Put on rubber gloves and spray surfaces, scrubbing with a sponge as you work.
Rinse with water

Cream of Tartar along with baking soda, this baking staple is a faintly acidic tub and tile scourer. Combined with lemon juice, it makes a mildly abrasive grout cleaner.

Denture Tablets, drop one tablet into the toilet bowl, wait 20 minutes then flush – no brushing needed. Use two, with a dash of white vinegar, to unclog a drain.

Spriz vodka on ceramic bathroom tiles to remove pesky soap scrum that cleansers did not remove. Wait 10 minutes, then rinse clean.

GlassAdd club soda to glass-cleaner recipes for extra dirt-lifting action, or dab it on a rag to make metal fixtures sparkle. Alas, it loses its efficacy when flat.

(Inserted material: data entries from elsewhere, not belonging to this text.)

//! Intent classification over a declarative rule table.
//!
//! Each rule pairs regex patterns with a base priority and a keyword list;
//! a single generic scorer evaluates the whole table, so adding an intent
//! means adding a table row, not a branch.

use crate::text::correct_spelling;
use once_cell::sync::Lazy;
use regex::Regex;
use serde::{Deserialize, Serialize};
use std::fmt;

/// Conversational purpose of an utterance. Closed set; `General` is the
/// catch-all when nothing scores.
#[derive(Debug, Clone, Copy, PartialEq, Eq, Hash, Serialize, Deserialize)]
#[serde(rename_all = "snake_case")]
pub enum Intent {
    Greeting,
    Farewell,
    Information,
    Purchase,
    Complaint,
    Gratitude,
    Cancellation,
    Confirmation,
    Negation,
    Comparison,
    Specification,
    Shipping,
    Sustainability,
    Samples,
    Contact,
    General,
}

impl fmt::Display for Intent {
    fn fmt(&self, f: &mut fmt::Formatter<'_>) -> fmt::Result {
        let label = match self {
            Intent::Greeting => "greeting",
            Intent::Farewell => "farewell",
            Intent::Information => "information",
            Intent::Purchase => "purchase",
            Intent::Complaint => "complaint",
            Intent::Gratitude => "gratitude",
            Intent::Cancellation => "cancellation",
            Intent::Confirmation => "confirmation",
            Intent::Negation => "negation",
            Intent::Comparison => "comparison",
            Intent::Specification => "specification",
            Intent::Shipping => "shipping",
            Intent::Sustainability => "sustainability",
            Intent::Samples => "samples",
            Intent::Contact => "contact",
            Intent::General => "general",
        };
        write!(f, "{label}")
    }
}

/// Classification result: best intent, runner-up, and a confidence
/// normalized to [0, 1].
#[derive(Debug, Clone, Copy, Serialize)]
pub struct IntentResult {
    pub name: Intent,
    pub confidence: f32,
    pub secondary: Option<Intent>,
}

impl IntentResult {
    pub fn general() -> Self {
        Self { name: Intent::General, confidence: 0.0, secondary: None }
    }
}

struct IntentRule {
    intent: Intent,
    patterns: Vec<Regex>,
    priority: f32,
    keywords: &'static [&'static str],
}

fn rule(intent: Intent, priority: f32, patterns: &[&str], keywords: &'static [&'static str]) -> IntentRule {
    IntentRule {
        intent,
        patterns: patterns
            .iter()
            .map(|p| Regex::new(p).expect("static intent pattern"))
            .collect(),
        priority,
        keywords,
    }
}

/// Declaration order is the tie-break order: earlier rules win equal scores.
static INTENT_RULES: Lazy<Vec<IntentRule>> = Lazy::new(|| {
    vec![
        rule(
            Intent::Greeting,
            10.0,
            &[
                r"(?i)^(hi|hello|hey|greetings|good morning|good afternoon|good evening|howdy|sup|hiya|yo)\b",
                r"(?i)^(what'?s up|how are you|how'?s it going)",
            ],
            &["hello", "hi", "hey", "morning", "afternoon", "evening"],
        ),
        rule(
            Intent::Farewell,
            10.0,
            &[
                r"(?i)^(bye|goodbye|see you|farewell|have a good day|talk to you later|catch you later|take care)\b",
                r"(?i)\b(gotta go|got to go|leaving now|signing off)\b",
            ],
            &["bye", "goodbye", "farewell", "later"],
        ),
        rule(
            Intent::Information,
            8.0,
            &[
                r"(?i)^(what|how|which|where|when|why|who|can you tell)\b",
                r"(?i)tell me (about|more)|can you explain|i need to know|i want to know|i'?m looking for|looking for",
                r"(?i)about your company|about ksp|company details|company information",
                r"(?i)do you (have|offer|provide|sell|make|manufacture)",
                r"(?i)\b(learn|know|understand|find out|discover)\b.*\b(about|more)\b",
            ],
            &["what", "how", "tell", "explain", "about", "info", "information", "details"],
        ),
        // Declared before purchase: "cancel my order" scores both rules
        // equally and the more specific one must win the tie.
        rule(
            Intent::Cancellation,
            9.0,
            &[
                r"(?i)\b(cancel|cancellation|refund|return|stop order)\b",
                r"(?i)(don'?t|do not) want|changed my mind|no longer (need|want)",
                r"(?i)\b(exchange|send back|give back|money back)\b",
                r"(?i)want (my money back|to cancel|to return)",
            ],
            &["cancel", "refund", "return", "exchange", "money back"],
        ),
        rule(
            Intent::Purchase,
            9.0,
            &[
                r"(?i)\b(buy|purchase|order|ordering|checkout|cart|payment|pay for|shop)\b",
                r"(?i)\b(price|pricing|cost|costs|how much|rate|rates|quote|quotation|estimate)\b",
                r"(?i)i want to (buy|purchase|order|get|place)",
                r"(?i)place an order|make an order|submit order",
                r"(?i)\b(moq|minimum order|bulk order|wholesale)\b",
                r"(?i)add to cart|proceed to checkout",
            ],
            &["buy", "purchase", "order", "price", "cost", "quote", "payment", "checkout", "moq"],
        ),
        rule(
            Intent::Complaint,
            9.0,
            &[
                r"(?i)\b(complaint|complain|issue|problem|trouble|difficulty|concern)\b",
                r"(?i)not (happy|satisfied|working|good|pleased)|dissatisfied|disappointed",
                r"(?i)\b(poor|bad|terrible|awful|horrible|worst|unacceptable)\b",
                r"(?i)\b(damaged|defective|broken|wrong|incorrect|missing|late|delayed)\b",
                r"(?i)\b(frustrated|annoyed|upset|angry)\b",
                r"(?i)what went wrong|something'?s wrong|doesn'?t work",
            ],
            &["problem", "issue", "complaint", "damaged", "wrong", "bad", "frustrated"],
        ),
        rule(
            Intent::Gratitude,
            10.0,
            &[
                r"(?i)\b(thanks|thank you|thx|ty|appreciate|grateful|helpful)\b",
                r"(?i)\b(great help|very helpful|much appreciated|cheers)\b",
            ],
            &["thanks", "thank", "appreciate", "grateful", "helpful"],
        ),
        rule(
            Intent::Confirmation,
            7.0,
            &[
                r"(?i)^(confirm|verify|check|validate|yes|yep|yeah|sure|right|correct|ok|okay|affirmative|absolutely)\b",
                r"(?i)^(that'?s right|exactly|precisely|indeed)\b",
                r"(?i)sounds good|works for me|go ahead",
            ],
            &["yes", "confirm", "correct", "right", "okay", "sure"],
        ),
        rule(
            Intent::Negation,
            7.0,
            &[
                r"(?i)^(no|nope|nah|not really|don'?t think so|negative|never)\b",
                r"(?i)^(that'?s wrong|incorrect|not what i meant)\b",
                r"(?i)not interested|don'?t need",
            ],
            &["no", "nope", "not", "never", "wrong"],
        ),
        rule(
            Intent::Comparison,
            8.0,
            &[
                r"(?i)\b(difference|compare|comparison|versus|vs|better|best|prefer)\b",
                r"(?i)which (one|is|are) (better|best|recommended|preferred)",
                r"(?i)\b(pros and cons|advantages|disadvantages)\b",
                r"(?i)should i (choose|pick|select|go with)",
                r"(?i)what('?s| is) the difference|how does .* compare",
            ],
            &["difference", "compare", "better", "best", "versus", "prefer"],
        ),
        rule(
            Intent::Specification,
            8.0,
            &[
                r"(?i)\b(specification|specs|details|technical|parameters|properties|features)\b",
                r"(?i)\b(count|counts|thickness|strength|quality|grade|gsm|denier)\b",
                r"(?i)\b(ne \d+|yarn count|thread count)\b",
                r"(?i)what are the specs|technical details",
            ],
            &["specification", "specs", "technical", "count", "quality", "grade", "strength"],
        ),
        rule(
            Intent::Shipping,
            9.0,
            &[
                r"(?i)\b(ship|shipping|delivery|deliver|dispatch|courier|track|tracking)\b",
                r"(?i)\b(when will|how long|estimated|eta|arrival)\b",
                r"(?i)where is my (order|package|shipment)",
                r"(?i)shipping (cost|rate|time|method)",
            ],
            &["shipping", "delivery", "track", "dispatch", "courier", "arrival"],
        ),
        rule(
            Intent::Sustainability,
            8.0,
            &[
                r"(?i)\b(sustainable|sustainability|eco|eco-friendly|green|environment|organic)\b",
                r"(?i)\b(recycled|recyclable|carbon|footprint|ethical)\b",
                r"(?i)\b(gots|grs|oeko-tex|certified organic)\b",
            ],
            &["sustainable", "eco", "organic", "recycled", "green", "environment", "gots", "grs"],
        ),
        rule(
            Intent::Samples,
            8.0,
            &[
                r"(?i)\b(sample|swatch|trial|test|demo|specimen)\b",
                r"(?i)can i (see|get|try|have) (a |some )?(sample|swatch)",
                r"(?i)before (ordering|buying|purchasing)",
            ],
            &["sample", "swatch", "trial", "test", "demo"],
        ),
        rule(
            Intent::Contact,
            8.0,
            &[
                r"(?i)\b(contact|reach|call|email|phone|speak|talk)\b",
                r"(?i)how (can|do) i (contact|reach|call|email)",
                r"(?i)\b(customer service|support|helpline|representative)\b",
                r"(?i)want to (speak|talk) (to|with)",
            ],
            &["contact", "call", "email", "phone", "support", "reach"],
        ),
    ]
});

/// Score normalization ceiling: priority 10 + keyword cap 2 + multi-match 1,
/// rounded down so strong matches saturate at confidence 1.
const SCORE_CEILING: f32 = 12.0;

/// Detects the primary (and secondary) intent of the text. Never fails:
/// blank or unmatched input classifies as `General` with zero confidence.
pub fn detect(text: &str) -> IntentResult {
    if text.trim().is_empty() {
        return IntentResult::general();
    }
    let lower = correct_spelling(text);

    let mut scored: Vec<(Intent, f32)> = Vec::new();
    for rule in INTENT_RULES.iter() {
        let pattern_matches = rule.patterns.iter().filter(|p| p.is_match(&lower)).count();
        let pattern_score = if pattern_matches > 0 { rule.priority } else { 0.0 };
        let keyword_matches = rule.keywords.iter().filter(|k| lower.contains(*k)).count();

        let keyword_bonus = (keyword_matches as f32 * 0.5).min(2.0);
        let multi_match_bonus = if pattern_matches > 1 { 1.0 } else { 0.0 };
        let final_score = pattern_score + keyword_bonus + multi_match_bonus;

        if final_score > 0.0 {
            scored.push((rule.intent, final_score));
        }
    }

    // Stable sort keeps table order on ties.
    scored.sort_by(|a, b| b.1.partial_cmp(&a.1).unwrap_or(std::cmp::Ordering::Equal));

    match scored.first() {
        None => IntentResult::general(),
        Some(&(name, score)) => IntentResult {
            name,
            confidence: (score / SCORE_CEILING).min(1.0),
            secondary: scored.get(1).map(|&(intent, _)| intent),
        },
    }
}

#[cfg(test)]
mod tests {
    use super::*;

    #[test]
    fn hi_is_a_confident_greeting() {
        let result = detect("hi");
        assert_eq!(result.name, Intent::Greeting);
        assert!(result.confidence > 0.6);
    }

    #[test]
    fn empty_input_is_general_with_zero_confidence() {
        let result = detect("");
        assert_eq!(result.name, Intent::General);
        assert_eq!(result.confidence, 0.0);
        assert!(result.secondary.is_none());
    }

    #[test]
    fn gibberish_is_general() {
        let result = detect("zzz qqq xxyzzy");
        assert_eq!(result.name, Intent::General);
        assert_eq!(result.confidence, 0.0);
    }

    #[test]
    fn misspelled_cancellation_still_classifies() {
        let result = detect("cancle my oredr");
        assert_eq!(result.name, Intent::Cancellation);
        assert!(result.confidence > 0.5);
    }

    #[test]
    fn comparison_queries_are_detected() {
        // Spelled-out and contracted forms must both outrank the generic
        // what-question information intent.
        let result = detect("what is the difference between cotton and polyester");
        assert_eq!(result.name, Intent::Comparison);
        let result = detect("what's the difference between ring spun and open end");
        assert_eq!(result.name, Intent::Comparison);
    }

    #[test]
    fn secondary_intent_is_reported() {
        // "how much does shipping cost" hits both purchase and shipping
        let result = detect("how much does shipping cost?");
        assert!(result.secondary.is_some());
    }

    #[test]
    fn confidence_is_always_in_unit_interval() {
        for text in [
            "",
            "hi",
            "buy buy order price cost quote payment checkout moq purchase",
            "???!!!",
            "what is the price and how do i order and can you ship it",
        ] {
            let c = detect(text).confidence;
            assert!((0.0..=1.0).contains(&c), "confidence {c} out of range for {text:?}");
        }
    }
}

Furniture polish Mix Worcestershire sauce into homemade furniture polishes, apply to mask nicks and dents in dark finishes. The results will astonish you!

Here is the recipe for the homemade Fabreze. For the really stubborn odors just add a bit more baking soda. I just reuse old spray bottles which lowers the cost even more!
1/8 Cup of Your Favorite Fabric Softener
2 Tablespoons Baking Soda
Hot Tap Water - To Fill the Bottle to the Top
Shake it up in your Spray Bottle and you're ready to go and fight those Stinky Dog Odors. etc.